The defendant's first argument in support of its motion to strike is that double and treble damages as provided by General Statutes 14-295 are not recoverable pursuant to uninsured motorists insurance coverage. As authority for that proposition Aetna cites Bodner v. United Services Automobile Association, 222 Conn. 480 (1992) and related cases for support.

In Bodner, the issue was whether common law punitive damages were recoverable under the uninsured motorist provision of an automobile insurance policy. Id., 482. In dicta that court held that "[i]t is evident from [Black's Law Dictionary and the Restatement (Second) of Torts 12A] that common law punitive damages are an element of `damages.'" Id., 495. But the court then went on to hold specifically that "Bodner may not collect attorney's fees incurred in the pursuit of his claim against USAA . . . Bodner's insurance contract does not provide him coverage for the specific punitive damages claim he is pursuing in this case." Id., 497.

The plaintiff responded in its objection, by arguing that Bodner stood for the rule that common law punitive damages were not available under the policy issued by the insurer in that case, and that its holding must be read and applied in light of that limited issue. Furthermore, plaintiff argues that Bodner does not even address statutory damages available under 14-295 nor does it address Aetna's policy in the present case. In support of its argument plaintiff cites Avis Rent A Car System, Inc. v. Liberty Mutual Ins. Co., 203 Conn. 667,526 A.2d 522 (1987), in which the court stated that CT Page 11309 "[t]he provisions indemnifying Avis for `all sums which the insured shall become legally obligated to pay as damages because of . . . bodily injury' can be reasonably construed to include a judgment trebling a compensatory damages award because of the reckless nature of the conduct that produced the bodily injury." Id., 671.

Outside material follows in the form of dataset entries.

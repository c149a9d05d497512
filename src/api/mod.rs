//! REST API layer for HTTP request/response handling.
//!
//! This layer translates HTTP requests into registry calls and registry
//! results or errors back into JSON responses.
//!
//! # Modules
//!
//! - [`dto`] - Data Transfer Objects for request/response serialization
//! - [`handlers`] - HTTP request handlers
//! - [`middleware`] - Request processing middleware
//! - [`routes`] - Route configuration and composition

pub mod dto;
pub mod handlers;
pub mod middleware;
pub mod routes;
//! Shared application state injected into every handler.

use std::sync::Arc;

use crate::application::services::LinkRegistry;
use crate::domain::repositories::MappingRepository;

/// Registry type served over HTTP, independent of the storage backend.
pub type SharedRegistry = LinkRegistry<dyn MappingRepository>;

#[derive(Clone)]
pub struct AppState {
    pub registry: Arc<SharedRegistry>,
}

impl AppState {
    pub fn new(registry: Arc<SharedRegistry>) -> Self {
        Self { registry }
    }

    /// Builds state around `repository` with the default key policy.
    pub fn from_repository(repository: Arc<dyn MappingRepository>, base_url: &str) -> Self {
        Self::new(Arc::new(LinkRegistry::new(repository, base_url)))
    }
}
//! Helper functions used by the registry.
//!
//! - [`key_generator`] - Random key generation and custom alias validation
//! - [`short_url`] - Composing and parsing short URLs

pub mod key_generator;
pub mod short_url;
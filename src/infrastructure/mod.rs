//! Infrastructure layer for storage integrations.
//!
//! # Modules
//!
//! - [`persistence`] - In-memory and PostgreSQL repository implementations

pub mod persistence;
//! Error taxonomy shared by the registry, storage backends and HTTP layer.

use axum::{
    Json,
    extract::rejection::{JsonRejection, QueryRejection},
    http::StatusCode,
    response::{IntoResponse, Response},
};
use serde::Serialize;
use serde_json::{Value, json};

#[derive(Serialize)]
struct ErrorBody {
    error: ErrorInfo,
}

/// Serializable error payload returned by the HTTP API.
#[derive(Debug, Serialize)]
pub struct ErrorInfo {
    pub code: &'static str,
    pub message: String,
    pub details: Value,
}

/// Errors produced by [`crate::application::services::LinkRegistry`] and its storage.
///
/// Every variant carries a human-readable message and free-form JSON details.
/// Nothing is retried or swallowed internally; callers always see the kind.
#[derive(Debug, thiserror::Error)]
pub enum RegistryError {
    /// The long URL passed to `encode` was empty or unstorable, or a request
    /// body could not be parsed.
    #[error("{message}")]
    InvalidInput { message: String, details: Value },

    /// The short URL lacks the configured base prefix or carries no key.
    #[error("{message}")]
    MalformedShortUrl { message: String, details: Value },

    /// No mapping exists for the requested key.
    #[error("{message}")]
    NotFound { message: String, details: Value },

    /// The key being renamed has no mapping.
    #[error("{message}")]
    SourceNotFound { message: String, details: Value },

    /// The requested custom alias fails the format check.
    #[error("{message}")]
    InvalidAlias { message: String, details: Value },

    /// The requested custom alias already belongs to another mapping.
    #[error("{message}")]
    AliasTaken { message: String, details: Value },

    /// Storage failure or key space exhaustion.
    #[error("{message}")]
    Internal { message: String, details: Value },
}

impl RegistryError {
    pub fn invalid_input(message: impl Into<String>, details: Value) -> Self {
        Self::InvalidInput {
            message: message.into(),
            details,
        }
    }
    pub fn malformed_short_url(message: impl Into<String>, details: Value) -> Self {
        Self::MalformedShortUrl {
            message: message.into(),
            details,
        }
    }
    pub fn not_found(message: impl Into<String>, details: Value) -> Self {
        Self::NotFound {
            message: message.into(),
            details,
        }
    }
    pub fn source_not_found(message: impl Into<String>, details: Value) -> Self {
        Self::SourceNotFound {
            message: message.into(),
            details,
        }
    }
    pub fn invalid_alias(message: impl Into<String>, details: Value) -> Self {
        Self::InvalidAlias {
            message: message.into(),
            details,
        }
    }
    pub fn alias_taken(message: impl Into<String>, details: Value) -> Self {
        Self::AliasTaken {
            message: message.into(),
            details,
        }
    }
    pub fn internal(message: impl Into<String>, details: Value) -> Self {
        Self::Internal {
            message: message.into(),
            details,
        }
    }

    /// Stable machine-readable code for this error kind.
    pub fn kind(&self) -> &'static str {
        match self {
            Self::InvalidInput { .. } => "invalid_input",
            Self::MalformedShortUrl { .. } => "malformed_short_url",
            Self::NotFound { .. } => "not_found",
            Self::SourceNotFound { .. } => "source_not_found",
            Self::InvalidAlias { .. } => "invalid_alias",
            Self::AliasTaken { .. } => "alias_taken",
            Self::Internal { .. } => "internal_error",
        }
    }

    pub fn status_code(&self) -> StatusCode {
        match self {
            Self::InvalidInput { .. }
            | Self::MalformedShortUrl { .. }
            | Self::InvalidAlias { .. } => StatusCode::BAD_REQUEST,
            Self::NotFound { .. } | Self::SourceNotFound { .. } => StatusCode::NOT_FOUND,
            Self::AliasTaken { .. } => StatusCode::CONFLICT,
            Self::Internal { .. } => StatusCode::INTERNAL_SERVER_ERROR,
        }
    }

    pub fn to_error_info(&self) -> ErrorInfo {
        let (message, details) = self.parts();
        ErrorInfo {
            code: self.kind(),
            message: message.clone(),
            details: details.clone(),
        }
    }

    fn parts(&self) -> (&String, &Value) {
        match self {
            Self::InvalidInput { message, details }
            | Self::MalformedShortUrl { message, details }
            | Self::NotFound { message, details }
            | Self::SourceNotFound { message, details }
            | Self::InvalidAlias { message, details }
            | Self::AliasTaken { message, details }
            | Self::Internal { message, details } => (message, details),
        }
    }
}

impl IntoResponse for RegistryError {
    fn into_response(self) -> Response {
        let status = self.status_code();
        let body = ErrorBody {
            error: self.to_error_info(),
        };

        (status, Json(body)).into_response()
    }
}

impl From<sqlx::Error> for RegistryError {
    fn from(e: sqlx::Error) -> Self {
        tracing::error!("Storage error: {}", e);
        RegistryError::internal("Storage error", json!({}))
    }
}

impl From<validator::ValidationErrors> for RegistryError {
    fn from(e: validator::ValidationErrors) -> Self {
        let fields: Vec<String> = e.field_errors().keys().map(|k| k.to_string()).collect();
        RegistryError::invalid_input("Request validation failed", json!({ "fields": fields }))
    }
}

impl From<JsonRejection> for RegistryError {
    fn from(e: JsonRejection) -> Self {
        RegistryError::invalid_input("Invalid request body", json!({ "reason": e.body_text() }))
    }
}

impl From<QueryRejection> for RegistryError {
    fn from(e: QueryRejection) -> Self {
        RegistryError::invalid_input("Invalid query string", json!({ "reason": e.body_text() }))
    }
}
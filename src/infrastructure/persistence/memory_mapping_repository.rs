//! In-process implementation of the mapping repository.

use async_trait::async_trait;
use chrono::{DateTime, Utc};
use std::collections::HashMap;
use tokio::sync::RwLock;
use tracing::debug;

use crate::domain::entities::{Mapping, NewMapping};
use crate::domain::repositories::{InsertOutcome, MappingRepository, RenameOutcome};
use crate::error::RegistryError;

#[derive(Debug, Clone)]
struct Target {
    long_url: String,
    created_at: DateTime<Utc>,
}

/// The three relations, only ever touched together under one lock.
#[derive(Debug, Default)]
struct Tables {
    forward: HashMap<String, Target>,
    reverse: HashMap<String, String>,
    clicks: HashMap<String, i64>,
}

impl Tables {
    fn mapping(&self, key: &str) -> Option<Mapping> {
        let target = self.forward.get(key)?;
        let clicks = self.clicks.get(key).copied().unwrap_or(0);

        Some(Mapping::new(
            key.to_string(),
            target.long_url.clone(),
            clicks,
            target.created_at,
        ))
    }
}

/// Repository keeping every mapping in memory.
///
/// Each registry instance owns its own tables, so independent registries
/// (one per test, per tenant) never share state. Contents are lost when the
/// process exits.
#[derive(Debug, Default)]
pub struct MemoryMappingRepository {
    tables: RwLock<Tables>,
}

impl MemoryMappingRepository {
    /// Creates an empty repository.
    pub fn new() -> Self {
        debug!("Using in-memory mapping storage");
        Self::default()
    }
}

#[async_trait]
impl MappingRepository for MemoryMappingRepository {
    async fn find_by_key(&self, key: &str) -> Result<Option<Mapping>, RegistryError> {
        Ok(self.tables.read().await.mapping(key))
    }

    async fn find_by_long_url(&self, long_url: &str) -> Result<Option<Mapping>, RegistryError> {
        let tables = self.tables.read().await;

        Ok(tables
            .reverse
            .get(long_url)
            .and_then(|key| tables.mapping(key)))
    }

    async fn insert(&self, new_mapping: NewMapping) -> Result<InsertOutcome, RegistryError> {
        let mut tables = self.tables.write().await;

        if let Some(existing) = tables
            .reverse
            .get(&new_mapping.long_url)
            .and_then(|key| tables.mapping(key))
        {
            return Ok(InsertOutcome::LongUrlExists(existing));
        }

        if tables.forward.contains_key(&new_mapping.key) {
            return Ok(InsertOutcome::KeyTaken);
        }

        let NewMapping { key, long_url } = new_mapping;
        let created_at = Utc::now();

        tables.forward.insert(
            key.clone(),
            Target {
                long_url: long_url.clone(),
                created_at,
            },
        );
        tables.reverse.insert(long_url.clone(), key.clone());
        tables.clicks.insert(key.clone(), 0);

        Ok(InsertOutcome::Inserted(Mapping::new(key, long_url, 0, created_at)))
    }

    async fn record_click(&self, key: &str) -> Result<Option<Mapping>, RegistryError> {
        let mut tables = self.tables.write().await;

        if !tables.forward.contains_key(key) {
            return Ok(None);
        }

        *tables.clicks.entry(key.to_string()).or_insert(0) += 1;

        Ok(tables.mapping(key))
    }

    async fn rename(&self, from: &str, to: &str) -> Result<RenameOutcome, RegistryError> {
        let mut tables = self.tables.write().await;

        let Some(source) = tables.mapping(from) else {
            return Ok(RenameOutcome::SourceMissing);
        };

        if from == to {
            return Ok(RenameOutcome::Renamed(source));
        }

        if tables.forward.contains_key(to) {
            return Ok(RenameOutcome::AliasTaken);
        }

        // Both presence checks passed under the write lock.
        if let Some(target) = tables.forward.remove(from) {
            tables.forward.insert(to.to_string(), target);
        }
        let clicks = tables.clicks.remove(from).unwrap_or(0);
        tables.clicks.insert(to.to_string(), clicks);
        tables.reverse.insert(source.long_url.clone(), to.to_string());

        Ok(RenameOutcome::Renamed(source.renamed(to)))
    }

    async fn count(&self) -> Result<i64, RegistryError> {
        Ok(self.tables.read().await.forward.len() as i64)
    }
}

#[cfg(test)]
mod tests {
    use super::*;
    use std::sync::Arc;

    async fn seeded(key: &str, url: &str) -> MemoryMappingRepository {
        let repo = MemoryMappingRepository::new();
        repo.insert(NewMapping::new(key, url)).await.unwrap();
        repo
    }

    #[tokio::test]
    async fn test_insert_and_find() {
        let repo = MemoryMappingRepository::new();

        let outcome = repo
            .insert(NewMapping::new("abc123", "https://example.com"))
            .await
            .unwrap();

        let InsertOutcome::Inserted(mapping) = outcome else {
            panic!("expected insert, got {:?}", outcome);
        };
        assert_eq!(mapping.key, "abc123");
        assert_eq!(mapping.clicks, 0);

        let by_key = repo.find_by_key("abc123").await.unwrap().unwrap();
        let by_url = repo
            .find_by_long_url("https://example.com")
            .await
            .unwrap()
            .unwrap();
        assert_eq!(by_key, by_url);
    }

    #[tokio::test]
    async fn test_insert_existing_long_url_returns_existing() {
        let repo = seeded("abc123", "https://example.com").await;

        let outcome = repo
            .insert(NewMapping::new("zzz999", "https://example.com"))
            .await
            .unwrap();

        match outcome {
            InsertOutcome::LongUrlExists(existing) => assert_eq!(existing.key, "abc123"),
            other => panic!("expected LongUrlExists, got {:?}", other),
        }
        assert!(repo.find_by_key("zzz999").await.unwrap().is_none());
        assert_eq!(repo.count().await.unwrap(), 1);
    }

    #[tokio::test]
    async fn test_insert_taken_key() {
        let repo = seeded("abc123", "https://example.com").await;

        let outcome = repo
            .insert(NewMapping::new("abc123", "https://other.com"))
            .await
            .unwrap();

        assert_eq!(outcome, InsertOutcome::KeyTaken);
        assert!(
            repo.find_by_long_url("https://other.com")
                .await
                .unwrap()
                .is_none()
        );
    }

    #[tokio::test]
    async fn test_record_click() {
        let repo = seeded("abc123", "https://example.com").await;

        repo.record_click("abc123").await.unwrap();
        let mapping = repo.record_click("abc123").await.unwrap().unwrap();

        assert_eq!(mapping.clicks, 2);
        assert!(repo.record_click("missing").await.unwrap().is_none());
    }

    #[tokio::test]
    async fn test_rename_moves_all_relations() {
        let repo = seeded("abc123", "https://example.com").await;
        repo.record_click("abc123").await.unwrap();

        let outcome = repo.rename("abc123", "promo").await.unwrap();

        let RenameOutcome::Renamed(mapping) = outcome else {
            panic!("expected rename, got {:?}", outcome);
        };
        assert_eq!(mapping.key, "promo");
        assert_eq!(mapping.clicks, 1);

        assert!(repo.find_by_key("abc123").await.unwrap().is_none());
        assert!(repo.record_click("abc123").await.unwrap().is_none());
        assert_eq!(
            repo.find_by_long_url("https://example.com")
                .await
                .unwrap()
                .unwrap()
                .key,
            "promo"
        );
        assert_eq!(repo.count().await.unwrap(), 1);
    }

    #[tokio::test]
    async fn test_rename_missing_source() {
        let repo = MemoryMappingRepository::new();
        let outcome = repo.rename("nope", "promo").await.unwrap();
        assert_eq!(outcome, RenameOutcome::SourceMissing);
    }

    #[tokio::test]
    async fn test_rename_to_taken_key_changes_nothing() {
        let repo = seeded("one", "https://one.com").await;
        repo.insert(NewMapping::new("two", "https://two.com"))
            .await
            .unwrap();
        repo.record_click("two").await.unwrap();

        let outcome = repo.rename("two", "one").await.unwrap();

        assert_eq!(outcome, RenameOutcome::AliasTaken);
        let two = repo.find_by_key("two").await.unwrap().unwrap();
        assert_eq!(two.long_url, "https://two.com");
        assert_eq!(two.clicks, 1);
        assert_eq!(
            repo.find_by_key("one").await.unwrap().unwrap().long_url,
            "https://one.com"
        );
    }

    #[tokio::test]
    async fn test_rename_to_same_key_is_noop() {
        let repo = seeded("abc123", "https://example.com").await;

        let outcome = repo.rename("abc123", "abc123").await.unwrap();

        assert!(matches!(outcome, RenameOutcome::Renamed(ref m) if m.key == "abc123"));
        assert_eq!(repo.count().await.unwrap(), 1);
    }

    #[tokio::test(flavor = "multi_thread", worker_threads = 4)]
    async fn test_concurrent_clicks_are_not_lost() {
        let repo = Arc::new(seeded("abc123", "https://example.com").await);

        let handles: Vec<_> = (0..100)
            .map(|_| {
                let repo = repo.clone();
                tokio::spawn(async move { repo.record_click("abc123").await })
            })
            .collect();

        for handle in handles {
            handle.await.unwrap().unwrap();
        }

        let mapping = repo.find_by_key("abc123").await.unwrap().unwrap();
        assert_eq!(mapping.clicks, 100);
    }
}
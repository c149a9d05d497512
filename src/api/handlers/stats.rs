//! Handler for click statistics.

use axum::{
    Json,
    extract::{Query, State, rejection::QueryRejection},
};

use crate::api::dto::stats::{StatsQuery, StatsResponse};
use crate::error::RegistryError;
use crate::state::AppState;

/// Returns the click count of a short URL without counting a click.
///
/// # Endpoint
///
/// `GET /api/stats?short_url=http://sho.rt/k3x9za`
///
/// # Errors
///
/// Returns 400 Bad Request if `short_url` is missing or malformed.
/// Returns 404 Not Found if the key has no mapping.
pub async fn stats_handler(
    State(state): State<AppState>,
    params: Result<Query<StatsQuery>, QueryRejection>,
) -> Result<Json<StatsResponse>, RegistryError> {
    let Query(params) = params?;
    let clicks = state.registry.get_click_stats(&params.short_url).await?;

    Ok(Json(StatsResponse {
        short_url: params.short_url,
        clicks,
    }))
}
use anyhow::Result;
use link_registry::config;
use link_registry::server;
use tracing_subscriber::EnvFilter;

#[tokio::main]
async fn main() -> Result<()> {
    dotenvy::dotenv().ok();

    let config = config::load_from_env()?;

    init_tracing(&config.log_level, &config.log_format)?;
    config.print_summary();

    server::run(config).await
}

fn init_tracing(log_level: &str, log_format: &str) -> Result<()> {
    let filter = EnvFilter::try_new(log_level)?;

    if log_format == "json" {
        tracing_subscriber::fmt()
            .json()
            .with_env_filter(filter)
            .init();
    } else {
        tracing_subscriber::fmt().with_env_filter(filter).init();
    }

    Ok(())
}
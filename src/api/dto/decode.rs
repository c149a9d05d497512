//! DTOs for the decode endpoint.

use serde::{Deserialize, Serialize};

#[derive(Debug, Deserialize)]
pub struct DecodeRequest {
    pub short_url: String,
}

#[derive(Debug, Serialize)]
pub struct DecodeResponse {
    pub long_url: String,
}
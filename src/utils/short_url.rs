//! Composition and parsing of the textual short URL form.
//!
//! A short URL is the configured base prefix immediately followed by the key,
//! e.g. `http://sho.rt/` + `abc123`.

use crate::error::RegistryError;
use serde_json::json;

/// Joins the base prefix and a key.
pub fn compose_short_url(base_url: &str, key: &str) -> String {
    format!("{}{}", base_url, key)
}

/// Extracts the key from a short URL.
///
/// # Errors
///
/// Returns [`RegistryError::MalformedShortUrl`] if `short_url` does not start
/// with `base_url` or nothing follows the prefix.
pub fn extract_key<'a>(base_url: &str, short_url: &'a str) -> Result<&'a str, RegistryError> {
    let Some(key) = short_url.strip_prefix(base_url) else {
        return Err(RegistryError::malformed_short_url(
            "Invalid short URL format",
            json!({ "short_url": short_url, "expected_prefix": base_url }),
        ));
    };

    if key.is_empty() {
        return Err(RegistryError::malformed_short_url(
            "Short URL key is missing",
            json!({ "short_url": short_url }),
        ));
    }

    Ok(key)
}

#[cfg(test)]
mod tests {
    use super::*;

    const BASE: &str = "http://sho.rt/";

    #[test]
    fn test_compose_short_url() {
        assert_eq!(compose_short_url(BASE, "abc123"), "http://sho.rt/abc123");
    }

    #[test]
    fn test_extract_key() {
        assert_eq!(extract_key(BASE, "http://sho.rt/abc123").unwrap(), "abc123");
    }

    #[test]
    fn test_extract_key_without_prefix() {
        let result = extract_key(BASE, "invalid-url");
        assert!(matches!(
            result,
            Err(RegistryError::MalformedShortUrl { .. })
        ));
    }

    #[test]
    fn test_extract_key_other_host() {
        let result = extract_key(BASE, "https://sho.rt/abc123");
        assert!(result.is_err());
    }

    #[test]
    fn test_extract_key_empty_key() {
        let err = extract_key(BASE, "http://sho.rt/").unwrap_err();
        assert!(matches!(err, RegistryError::MalformedShortUrl { .. }));
        assert_eq!(err.to_string(), "Short URL key is missing");
    }

    #[test]
    fn test_compose_then_extract() {
        let short_url = compose_short_url(BASE, "my_alias-1");
        assert_eq!(extract_key(BASE, &short_url).unwrap(), "my_alias-1");
    }
}
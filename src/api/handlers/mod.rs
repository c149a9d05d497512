//! HTTP request handlers for API endpoints.
//!
//! Each handler module corresponds to one registry operation.

pub mod custom;
pub mod decode;
pub mod encode;
pub mod health;
pub mod redirect;
pub mod stats;

pub use custom::custom_alias_handler;
pub use decode::decode_handler;
pub use encode::encode_handler;
pub use health::health_handler;
pub use redirect::redirect_handler;
pub use stats::stats_handler;
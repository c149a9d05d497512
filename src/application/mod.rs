//! Application layer services implementing business logic.
//!
//! Services consume repository traits and provide a clean API for HTTP
//! handlers and the operator CLI.
//!
//! # Available Services
//!
//! - [`services::link_registry::LinkRegistry`] - Encode, decode, rename and click stats

pub mod services;
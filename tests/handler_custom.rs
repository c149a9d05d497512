mod common;

use axum::http::StatusCode;
use serde_json::json;

#[tokio::test]
async fn test_custom_alias_success() {
    let (server, state) = common::create_test_server();
    let short_url = state.registry.encode("https://test.com").await.unwrap();
    state.registry.decode(&short_url).await.unwrap();

    let response = server
        .post("/api/custom")
        .json(&json!({ "short_url": short_url, "alias": "myalias" }))
        .await;

    response.assert_status_ok();

    let json = response.json::<serde_json::Value>();
    assert_eq!(json["short_url"], "http://sho.rt/myalias");
    assert_eq!(json["key"], "myalias");

    assert_eq!(
        state
            .registry
            .get_click_stats("http://sho.rt/myalias")
            .await
            .unwrap(),
        1
    );
    assert!(state.registry.get_click_stats(&short_url).await.is_err());
}

#[tokio::test]
async fn test_custom_alias_invalid() {
    let (server, state) = common::create_test_server();
    let short_url = state.registry.encode("https://test.com").await.unwrap();

    let response = server
        .post("/api/custom")
        .json(&json!({ "short_url": short_url, "alias": "invalid alias!" }))
        .await;

    response.assert_status(StatusCode::BAD_REQUEST);

    let json = response.json::<serde_json::Value>();
    assert_eq!(json["error"]["code"], "invalid_alias");
}

#[tokio::test]
async fn test_custom_alias_unknown_source() {
    let (server, _state) = common::create_test_server();

    let response = server
        .post("/api/custom")
        .json(&json!({ "short_url": "http://sho.rt/nonexistent", "alias": "alias" }))
        .await;

    response.assert_status(StatusCode::NOT_FOUND);

    let json = response.json::<serde_json::Value>();
    assert_eq!(json["error"]["code"], "source_not_found");
}

#[tokio::test]
async fn test_custom_alias_taken() {
    let (server, state) = common::create_test_server();
    let s1 = state.registry.encode("https://test1.com").await.unwrap();
    let s2 = state.registry.encode("https://test2.com").await.unwrap();
    state.registry.make_custom(&s1, "alias123").await.unwrap();

    let response = server
        .post("/api/custom")
        .json(&json!({ "short_url": s2, "alias": "alias123" }))
        .await;

    response.assert_status(StatusCode::CONFLICT);

    let json = response.json::<serde_json::Value>();
    assert_eq!(json["error"]["code"], "alias_taken");
    assert_eq!(json["error"]["details"]["alias"], "alias123");
}

#[tokio::test]
async fn test_custom_alias_missing_field() {
    let (server, state) = common::create_test_server();
    let short_url = state.registry.encode("https://test.com").await.unwrap();

    let response = server
        .post("/api/custom")
        .json(&json!({ "short_url": short_url }))
        .await;

    response.assert_status(StatusCode::BAD_REQUEST);

    let json = response.json::<serde_json::Value>();
    assert_eq!(json["error"]["code"], "invalid_input");
    assert_eq!(state.registry.get_click_stats(&short_url).await.unwrap(), 0);
}

#[tokio::test]
async fn test_alias_matching_static_route() {
    let (server, state) = common::create_test_server();
    let short_url = state.registry.encode("https://test.com").await.unwrap();

    let response = server
        .post("/api/custom")
        .json(&json!({ "short_url": short_url, "alias": "health" }))
        .await;
    response.assert_status_ok();

    // The static route wins over the redirect.
    let health = server.get("/health").await;
    health.assert_status_ok();
    assert_eq!(health.json::<serde_json::Value>()["status"], "healthy");

    let decoded = server
        .post("/api/decode")
        .json(&json!({ "short_url": "http://sho.rt/health" }))
        .await;
    decoded.assert_status_ok();
    assert_eq!(decoded.json::<serde_json::Value>()["long_url"], "https://test.com");
}
//! Short key generation and custom alias validation.
//!
//! Generated keys are drawn from the lowercase base-36 alphabet. Custom
//! aliases accept a wider alphabet so users can pick readable names.

use crate::error::RegistryError;
use rand::Rng;
use regex::Regex;
use serde_json::json;
use std::sync::LazyLock;

/// Default length of generated keys (36^6 ≈ 2.2 billion combinations).
pub const DEFAULT_KEY_LENGTH: usize = 6;

/// Maximum length of a custom alias.
pub const MAX_ALIAS_LENGTH: usize = 64;

/// Alphabet used for generated keys.
const KEY_ALPHABET: &[u8] = b"0123456789abcdefghijklmnopqrstuvwxyz";

/// Compiled regex for custom alias validation.
static ALIAS_REGEX: LazyLock<Regex> =
    LazyLock::new(|| Regex::new(r"^[A-Za-z0-9_-]{1,64}$").expect("alias regex is valid"));

/// Generates a random key of `length` base-36 characters.
///
/// Uniqueness is not checked here; the registry pairs this with an atomic
/// insert and retries on collision.
///
/// # Examples
///
/// ```ignore
/// let key = generate_key(6);
/// assert_eq!(key.len(), 6);
/// assert!(key.chars().all(|c| c.is_ascii_digit() || c.is_ascii_lowercase()));
/// ```
pub fn generate_key(length: usize) -> String {
    let mut rng = rand::rng();

    (0..length)
        .map(|_| KEY_ALPHABET[rng.random_range(0..KEY_ALPHABET.len())] as char)
        .collect()
}

/// Validates a user-provided custom alias.
///
/// # Rules
///
/// - Length: 1-64 characters
/// - Allowed characters: ASCII letters, digits, underscore, hyphen
///
/// # Errors
///
/// Returns [`RegistryError::InvalidAlias`] if any rule is violated.
///
/// # Examples
///
/// ```ignore
/// assert!(validate_alias("ok_alias-1").is_ok());
/// assert!(validate_alias("").is_err());
/// assert!(validate_alias("bad alias!").is_err());
/// ```
pub fn validate_alias(alias: &str) -> Result<(), RegistryError> {
    if ALIAS_REGEX.is_match(alias) {
        return Ok(());
    }

    Err(RegistryError::invalid_alias(
        "Invalid custom alias format",
        json!({
            "alias": alias,
            "provided_length": alias.chars().count(),
            "max_length": MAX_ALIAS_LENGTH,
        }),
    ))
}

Avis can be distinguished from the present case. The facts in that case indicate that Avis brought suit against its insurer (in an action for declaratory judgment) for indemnification for that portion of a judgment against Avis representing statutory treble damages which resulted from an accident caused by the wrongful operation of an Avis car by one of its lessees. Id., 667-68. This case, on the other hand, involves an action by the victim of a hit-and-run driver against an insurance company, pursuant to a contract of insurance between the insurer and a family member of the victim.

Recent Connecticut cases are in accord with the defendant's position. "Allowing a recovery of statutory multiple damages under uninsured motorist coverage would, in effect, place the insured in a better position than would exist if the tortfeasor had been insured." Caulfield v. Amica Mutual Insurance Co., 6 CTLR 549, 550 (June 24, 1992, Blue, J.). Discussing the propriety of making the insurer liable for double or treble damages, the Caulfield court went on to say "[m]oreover . . . [the insurer has] `no relationship whatsoever, direct or indirect, to the tortfeasor not to the conduct underlying the claim for [statutory multiple] damages . . . .'" Id., quoting Bodner v. United Services Automobile Association, supra, 499.

The culpable party in the present case is the hit-and-run driver who struck Napoletano in the leg, not the insurer.

Because Aetna has no relationship to the conduct underlying the claim for double or treble damages, the plaintiff's ad damnum is legally insufficient and should be stricken. Because the motion to strike should be granted on the first ground, the court need not consider the remaining grounds for the motion. The plaintiff's Objection to the Motion To Strike is overruled.